She rented the second floor of the city hall for two months. All through the spring the association thrilled to its own talent in that dismal room. They cleared out the bunting, ballot-boxes, handbills, legless chairs. They attacked the stage. It was a simple-minded stage. It was raised above the floor, and it did have a movable curtain, painted with the advertisement of a druggist dead these ten years, but otherwise it might not have been recognized as a stage. There were two dressing-rooms, one for men, one for women, on either side. The dressing-room doors were also the stage-entrances, opening from the house, and many a citizen of Gopher Prairie had for his first glimpse of romance the bare shoulders of the leading woman.
There were three sets of scenery: a woodland, a Poor Interior, and a Rich Interior, the last also useful for railway stations, offices, and as a background for the Swedish Quartette from Chicago. There were three gradations of lighting: full on, half on, and entirely off.

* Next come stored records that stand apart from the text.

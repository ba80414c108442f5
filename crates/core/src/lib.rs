//! Stagecast Core Library
//!
//! Domain models, the live-window event projector, auth, permissions,
//! and storage for the Stagecast simulated-live webinar platform.

pub mod auth;
pub mod error;
pub mod invariants;
pub mod models;
pub mod permissions;
pub mod projector;
pub mod storage;

pub use error::{Error, Result};
pub use models::*;
pub use permissions::*;
pub use projector::{
    classify, elapsed_minutes, elapsed_seconds, project_analytics, visible_intervals,
    visible_messages, AnalyticsSnapshot, AutoplayRejected, MediaDriver, MediaElement,
    MediaPlaybackState, MediaTransition, WindowState,
};
pub use storage::{
    Database, EventRepository, Storage, UserRepository, WebhookRepository, WebinarRepository,
};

This was the only theater in Gopher Prairie. It was known as the “op'ra house.” Once, strolling companies had used it for performances of “The Two Orphans,” and “Nellie the Beautiful Cloak Model,” and “Othello” with specialties between acts, but now the motion-pictures had ousted the gipsy drama.
Carol intended to be furiously modern in constructing the office-set, the drawing-room for Mr. Grimm, and the Humble Home near Kankakee. It was the first time that any one in Gopher Prairie had been so revolutionary as to use enclosed scenes with continuous side-walls. The rooms in the op'ra house sets had separate wing-pieces for sides, which simplified dramaturgy, as the villain could always get out of the hero's way by walking out through the wall.
The inhabitants of the Humble Home were supposed to be amiable and intelligent. Carol planned for them a simple set with warm color. She could see the beginning of the play: all dark save the high settles and the solid wooden table between them, which were to be illuminated by a ray from offstage. The high light was a polished copper pot filled with primroses. Less clearly she sketched the Grimm drawing-room as a series of cool high white arches.
As to how she was to produce these effects she had no notion.
She discovered that, despite the enthusiastic young writers, the drama was not half so native and close to the soil as motor cars and telephones. She discovered that simple arts require sophisticated training. She discovered that to produce one perfect stage-picture would be as difficult as to turn all of Gopher Prairie into a Georgian garden.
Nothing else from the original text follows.